In this process, the PTO is setting up a major roadblock to more complete worksharing by only sharing documents when authorized by applicants. One comment to the proposed rules focused on this issue:
Comment 4: One comment asserted that the proposed rule change is based upon the assumption that a specific authority is required from an applicant in order to send out pre-publication information to a foreign IP office where applicant has filed an application and that the Office should reconsider this assumption. The comment further asserted that once an applicant files an application in a foreign IP office, applicant inherently agrees to the rules and requirements of that foreign IP office. Accordingly, the comment suggests that the Office does not need a separate authorization to either send a priority document or pre-publication information to that foreign IP office. Therefore, the comment requested that the Office reconsider the need for any authorization for access in this circumstance. The comment stated that if the Office adopts this position, then the entire authorization section from the ADS can be removed and a filing of an application in a foreign IP office by an applicant can serve as authorization for access to send priority documents and/or pre-publication information to that foreign IP office(s).

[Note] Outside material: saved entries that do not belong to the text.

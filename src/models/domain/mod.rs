pub mod content_request;
pub mod flashcard;
pub mod module_content;
pub mod quiz;
pub mod quiz_question;
pub mod study_plan;
pub mod validation;
pub use content_request::{ContentKind, ContentRequest, ShapedContent};
pub use flashcard::Flashcard;
pub use module_content::{ModuleContent, Slide};
pub use quiz::Quiz;
pub use quiz_question::{FinalExamQuestion, QuizQuestion};
pub use study_plan::StudyPlanItem;
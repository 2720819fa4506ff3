use std::collections::BTreeMap;

use serde::{Deserialize, Serialize};
use validator::Validate;

use crate::models::domain::{quiz_question::QuizQuestion, validation::validate_non_blank};

#[derive(Clone, Debug, PartialEq, Eq, Deserialize, Serialize, Validate)]
#[serde(rename_all = "camelCase")]
pub struct Slide {
    #[validate(custom(function = "validate_non_blank"))]
    pub title: String,
    #[validate(custom(function = "validate_non_blank"))]
    pub content: String,
    #[serde(default, skip_serializing_if = "Option::is_none")]
    pub example: Option<String>,
    pub key_points: Vec<String>,
}

#[derive(Clone, Debug, PartialEq, Eq, Deserialize, Serialize, Validate)]
#[serde(rename_all = "camelCase")]
pub struct ModuleContent {
    #[validate(custom(function = "validate_non_blank"))]
    pub title: String,
    #[validate(length(min = 1), nested)]
    pub slides: Vec<Slide>,
    /// Optional check-your-understanding questions keyed by 0-based slide index.
    #[serde(default, skip_serializing_if = "Option::is_none")]
    pub quick_questions: Option<BTreeMap<usize, QuizQuestion>>,
}

impl ModuleContent {
    /// Returns the first quick-question key that does not point at a slide.
    pub fn dangling_quick_question(&self) -> Option<usize> {
        self.quick_questions
            .as_ref()?
            .keys()
            .copied()
            .find(|index| *index >= self.slides.len())
    }
}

Response: After due consideration of the comment, the Office has decided to not adopt the position expressed in the comment. The written authority requirement is in accord with 35 U.S.C. 122(a), and consistent with current Office policy, practice, and procedure regarding access. Therefore, the Office is retaining the requirement for written authority from an applicant for access to the file contents of an unpublished application.
Here, the statute properly quoted by the Patent office does require that these non-published “applications for patents shall be kept in confidence by the Patent and Trademark Office and no information concerning the same given without authority of the applicant or owner unless necessary to carry out the provisions of an Act of Congress or in such special circumstances as may be determined by the Director.”
The USPTO has also announced “ Change in Practice Regarding Correction of Foreign Priority Claims .” The changes – becoming effective on November 5, 2015, will make it more difficult to correct errors in foreign priority claims. Starting this week, a correction of a foreign priority claim made outside of the one-year deadline will require a petition to accept an unintentionally delayed benefit claim.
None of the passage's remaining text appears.